**GIVEN RECORDS**.
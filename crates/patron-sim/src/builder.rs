//! Fluent builder for constructing a [`Sim`].

use std::collections::BTreeMap;

use patron_core::{Point3, SimClock, SimRng, Tick};
use patron_nav::NavSurface;
use patron_shop::{Checkouts, FloorPlan, Inventory, StoreStatus};

use crate::{DaySummary, Sim, SimConfig, SimError, SimResult};

/// Fluent builder for [`Sim<S>`].
///
/// # Required inputs
///
/// - [`SimConfig`] — tick resolution, seed, store hours, spawn/behavior
///   tuning
/// - `S: NavSurface` — the walkable surface (e.g.
///   [`patron_nav::GridSurface`])
/// - [`FloorPlan`] — spawn, optional entry waypoint, exit
///
/// # Optional inputs (have defaults)
///
/// | Method           | Default                              |
/// |------------------|--------------------------------------|
/// | `.inventory(i)`  | Empty shop floor, nothing stocked    |
/// | `.desks(v)`      | No desks (degraded checkout mode)    |
///
/// # Example
///
/// ```rust,ignore
/// let (surface, markers) = GridSurface::parse(FLOOR, 1.0)?;
/// let floor = FloorPlan::new(markers.one('E').unwrap(), markers.one('X').unwrap());
/// let mut sim = SimBuilder::new(SimConfig::default(), surface, floor)
///     .inventory(inventory)
///     .desks(markers.all('K').to_vec())
///     .build()?;
/// let summary = sim.run(&mut NoopObserver);
/// ```
pub struct SimBuilder<S: NavSurface> {
    config: SimConfig,
    surface: S,
    floor: FloorPlan,
    inventory: Option<Inventory>,
    desks: Vec<Point3>,
}

impl<S: NavSurface> SimBuilder<S> {
    /// Create a builder with all required inputs.
    pub fn new(config: SimConfig, surface: S, floor: FloorPlan) -> Self {
        SimBuilder { config, surface, floor, inventory: None, desks: Vec::new() }
    }

    /// Supply the stocked (or empty) shelf inventory.
    ///
    /// If not called, the shop has no shelves at all: every customer
    /// finds nothing to browse and leaves empty-handed.
    pub fn inventory(mut self, inventory: Inventory) -> Self {
        self.inventory = Some(inventory);
        self
    }

    /// Supply checkout desk positions; each gets `config.service` as its
    /// rate. No desks is valid — sales then complete in degraded mode.
    pub fn desks(mut self, positions: Vec<Point3>) -> Self {
        self.desks = positions;
        self
    }

    /// Validate the configuration and floor plan and return a
    /// ready-to-run [`Sim`].
    pub fn build(self) -> SimResult<Sim<S>> {
        let config = self.config;

        // ── Validate configuration ────────────────────────────────────────
        if !(config.seconds_per_tick > 0.0) || !config.seconds_per_tick.is_finite() {
            return Err(SimError::Config(format!(
                "seconds_per_tick must be positive and finite, got {}",
                config.seconds_per_tick
            )));
        }
        if !(config.open_secs > 0.0) || !config.open_secs.is_finite() {
            return Err(SimError::Config(format!(
                "open_secs must be positive and finite, got {}",
                config.open_secs
            )));
        }
        if !(config.closing_warning_secs >= 0.0)
            || config.closing_warning_secs > config.open_secs
        {
            return Err(SimError::Config(format!(
                "closing_warning_secs must lie within the opening span, got {}",
                config.closing_warning_secs
            )));
        }
        if config.max_ticks == 0 {
            return Err(SimError::Config("max_ticks must be nonzero".into()));
        }
        if !(config.movement.speed > 0.0) {
            return Err(SimError::Config(format!(
                "walk speed must be positive, got {}",
                config.movement.speed
            )));
        }
        if !(config.spawn.arrival_interval_secs > 0.0) {
            return Err(SimError::Config(format!(
                "arrival interval must be positive, got {}",
                config.spawn.arrival_interval_secs
            )));
        }
        let (lo, hi) = config.spawn.budget_cents;
        if lo > hi {
            return Err(SimError::Config(format!("budget range inverted: {lo}..={hi}")));
        }
        if config.behavior.items_target_min > config.behavior.items_target_max {
            return Err(SimError::Config(format!(
                "items target range inverted: {}..={}",
                config.behavior.items_target_min, config.behavior.items_target_max
            )));
        }
        let p = &config.spawn.personality;
        for (name, lo, hi) in [
            ("speed", p.speed.0 as f64, p.speed.1 as f64),
            ("browse", p.browse.0 as f64, p.browse.1 as f64),
            ("buy", p.buy.0, p.buy.1),
            ("patience", p.patience.0 as f64, p.patience.1 as f64),
        ] {
            if lo > hi {
                return Err(SimError::Config(format!(
                    "personality {name} range inverted: {lo}..={hi}"
                )));
            }
        }

        // ── Validate the floor plan against the surface ───────────────────
        //
        // Desk and shelf positions are deliberately not checked here: an
        // unreachable desk or shelf has defined in-run behavior (items
        // returned, shelf skipped), while a bad spawn or exit would break
        // every single customer.
        let radius = config.movement.sample_radius;
        if self.surface.sample(self.floor.spawn, radius).is_none() {
            return Err(SimError::OffSurface { what: "spawn point" });
        }
        if self.surface.sample(self.floor.exit, radius).is_none() {
            return Err(SimError::OffSurface { what: "exit point" });
        }
        if let Some(waypoint) = self.floor.entry_waypoint {
            if self.surface.sample(waypoint, radius).is_none() {
                return Err(SimError::OffSurface { what: "entry waypoint" });
            }
        }

        // ── Assemble ──────────────────────────────────────────────────────
        let mut checkouts = Checkouts::new();
        for position in self.desks {
            checkouts.add_desk(position, config.service);
        }

        let clock = SimClock::new(config.seconds_per_tick);
        let close_at = Tick(clock.ticks_for_secs(config.open_secs));
        let warn_at =
            Tick(close_at.0.saturating_sub(clock.ticks_for_secs(config.closing_warning_secs)));
        let rng = SimRng::new(config.seed);

        Ok(Sim {
            clock,
            surface: self.surface,
            floor: self.floor,
            status: StoreStatus::open(),
            inventory: self.inventory.unwrap_or_else(Inventory::new),
            checkouts,
            customers: BTreeMap::new(),
            rng,
            close_at,
            warn_at,
            next_customer: 0,
            next_spawn_at: Tick::ZERO,
            summary: DaySummary::default(),
            events: Vec::new(),
            config,
        })
    }
}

**WHAT THIS TASK INVOLVES**. Each line of the material is to be returned precisely as written.

**RESULT FOR THIS EXERCISE**.
filename crates/patron-sim/src/builder.rs
//! Fluent builder for constructing a [`Sim`].

use std::collections::BTreeMap;

use patron_core::{Point3, SimClock, SimRng, Tick};
use patron_nav::NavSurface;
use patron_shop::{Checkouts, FloorPlan, Inventory, StoreStatus};

use crate::{DaySummary, Sim, SimConfig, SimError, SimResult};

/// Fluent builder for [`Sim<S>`].
///
/// # Required inputs
///
/// - [`SimConfig`] — tick resolution, seed, store hours, spawn/behavior
///   tuning
/// - `S: NavSurface` — the walkable surface (e.g.
///   [`patron_nav::GridSurface`])
/// - [`FloorPlan`] — spawn, optional entry waypoint, exit
///
/// # Optional inputs (have defaults)
///
/// | Method           | Default                              |
/// |------------------|--------------------------------------|
/// | `.inventory(i)`  | Empty shop floor, nothing stocked    |
/// | `.desks(v)`      | No desks (degraded checkout mode)    |
///
/// # Example
///
/// ```rust,ignore
/// let (surface, markers) = GridSurface::parse(FLOOR, 1.0)?;
/// let floor = FloorPlan::new(markers.one('E').unwrap(), markers.one('X').unwrap());
/// let mut sim = SimBuilder::new(SimConfig::default(), surface, floor)
///     .inventory(inventory)
///     .desks(markers.all('K').to_vec())
///     .build()?;
/// let summary = sim.run(&mut NoopObserver);
/// ```
pub struct SimBuilder<S: NavSurface> {
    config: SimConfig,
    surface: S,
    floor: FloorPlan,
    inventory: Option<Inventory>,
    desks: Vec<Point3>,
}

impl<S: NavSurface> SimBuilder<S> {
    /// Create a builder with all required inputs.
    pub fn new(config: SimConfig, surface: S, floor: FloorPlan) -> Self {
        SimBuilder { config, surface, floor, inventory: None, desks: Vec::new() }
    }

    /// Supply the stocked (or empty) shelf inventory.
    ///
    /// If not called, the shop has no shelves at all: every customer
    /// finds nothing to browse and leaves empty-handed.
    pub fn inventory(mut self, inventory: Inventory) -> Self {
        self.inventory = Some(inventory);
        self
    }

    /// Supply checkout desk positions; each gets `config.service` as its
    /// rate. No desks is valid — sales then complete in degraded mode.
    pub fn desks(mut self, positions: Vec<Point3>) -> Self {
        self.desks = positions;
        self
    }

    /// Validate the configuration and floor plan and return a
    /// ready-to-run [`Sim`].
    pub fn build(self) -> SimResult<Sim<S>> {
        let config = self.config;

        // ── Validate configuration ────────────────────────────────────────
        if !(config.seconds_per_tick > 0.0) || !config.seconds_per_tick.is_finite() {
            return Err(SimError::Config(format!(
                "seconds_per_tick must be positive and finite, got {}",
                config.seconds_per_tick
            )));
        }
        if !(config.open_secs > 0.0) || !config.open_secs.is_finite() {
            return Err(SimError::Config(format!(
                "open_secs must be positive and finite, got {}",
                config.open_secs
            )));
        }
        if !(config.closing_warning_secs >= 0.0)
            || config.closing_warning_secs > config.open_secs
        {
            return Err(SimError::Config(format!(
                "closing_warning_secs must lie within the opening span, got {}",
                config.closing_warning_secs
            )));
        }
        if config.max_ticks == 0 {
            return Err(SimError::Config("max_ticks must be nonzero".into()));
        }
        if !(config.movement.speed > 0.0) {
            return Err(SimError::Config(format!(
                "walk speed must be positive, got {}",
                config.movement.speed
            )));
        }
        if !(config.spawn.arrival_interval_secs > 0.0) {
            return Err(SimError::Config(format!(
                "arrival interval must be positive, got {}",
                config.spawn.arrival_interval_secs
            )));
        }
        let (lo, hi) = config.spawn.budget_cents;
        if lo > hi {
            return Err(SimError::Config(format!("budget range inverted: {lo}..={hi}")));
        }
        if config.behavior.items_target_min > config.behavior.items_target_max {
            return Err(SimError::Config(format!(
                "items target range inverted: {}..={}",
                config.behavior.items_target_min, config.behavior.items_target_max
            )));
        }
        let p = &config.spawn.personality;
        for (name, lo, hi) in [
            ("speed", p.speed.0 as f64, p.speed.1 as f64),
            ("browse", p.browse.0 as f64, p.browse.1 as f64),
            ("buy", p.buy.0, p.buy.1),
            ("patience", p.patience.0 as f64, p.patience.1 as f64),
        ] {
            if lo > hi {
                return Err(SimError::Config(format!(
                    "personality {name} range inverted: {lo}..={hi}"
                )));
            }
        }

        // ── Validate the floor plan against the surface ───────────────────
        //
        // Desk and shelf positions are deliberately not checked here: an
        // unreachable desk or shelf has defined in-run behavior (items
        // returned, shelf skipped), while a bad spawn or exit would break
        // every single customer.
        let radius = config.movement.sample_radius;
        if self.surface.sample(self.floor.spawn, radius).is_none() {
            return Err(SimError::OffSurface { what: "spawn point" });
        }
        if self.surface.sample(self.floor.exit, radius).is_none() {
            return Err(SimError::OffSurface { what: "exit point" });
        }
        if let Some(waypoint) = self.floor.entry_waypoint {
            if self.surface.sample(waypoint, radius).is_none() {
                return Err(SimError::OffSurface { what: "entry waypoint" });
            }
        }

        // ── Assemble ──────────────────────────────────────────────────────
        let mut checkouts = Checkouts::new();
        for position in self.desks {
            checkouts.add_desk(position, config.service);
        }

        let clock = SimClock::new(config.seconds_per_tick);
        let close_at = Tick(clock.ticks_for_secs(config.open_secs));
        let warn_at =
            Tick(close_at.0.saturating_sub(clock.ticks_for_secs(config.closing_warning_secs)));
        let rng = SimRng::new(config.seed);

        Ok(Sim {
            clock,
            surface: self.surface,
            floor: self.floor,
            status: StoreStatus::open(),
            inventory: self.inventory.unwrap_or_else(Inventory::new),
            checkouts,
            customers: BTreeMap::new(),
            rng,
            close_at,
            warn_at,
            next_customer: 0,
            next_spawn_at: Tick::ZERO,
            summary: DaySummary::default(),
            events: Vec::new(),
            config,
        })
    }
}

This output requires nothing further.